▶ **Instructions to follow**:
Sift through the material below and return the lines with "lies".

▶ **Records shown**:

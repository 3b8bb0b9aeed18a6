use std::io;

use thiserror::Error;

use crate::snake::Position;

/// Errors raised while building a game or loading its configuration.
///
/// A running `GameState` never fails: collisions are reported through
/// `TickOutcome::GameOver`, not through this type.
#[derive(Debug, Error)]
pub enum GameError {
    #[error("grid of {rows}x{columns} is too small for the snake")]
    GridTooSmall { rows: u16, columns: u16 },

    #[error("snake layout must contain at least one segment")]
    EmptySnake,

    #[error("snake segment {0:?} lies outside the grid")]
    SegmentOutOfBounds(Position),

    #[error("snake segment {0:?} appears more than once")]
    OverlappingSegments(Position),

    #[error("food position {0:?} lies outside the grid")]
    FoodOutOfBounds(Position),

    #[error("food position {0:?} is covered by the snake")]
    FoodOnSnake(Position),

    #[error("unknown direction '{0}', expected one of U, D, L, R")]
    UnknownDirection(char),

    #[error("i/o error: {0}")]
    Io(#[from] io::Error),

    #[error("invalid JSON: {0}")]
    Json(#[from] serde_json::Error),
}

▶ **The completed task**:
    #[error("snake segment {0:?} lies outside the grid")]
    #[error("food position {0:?} lies outside the grid")]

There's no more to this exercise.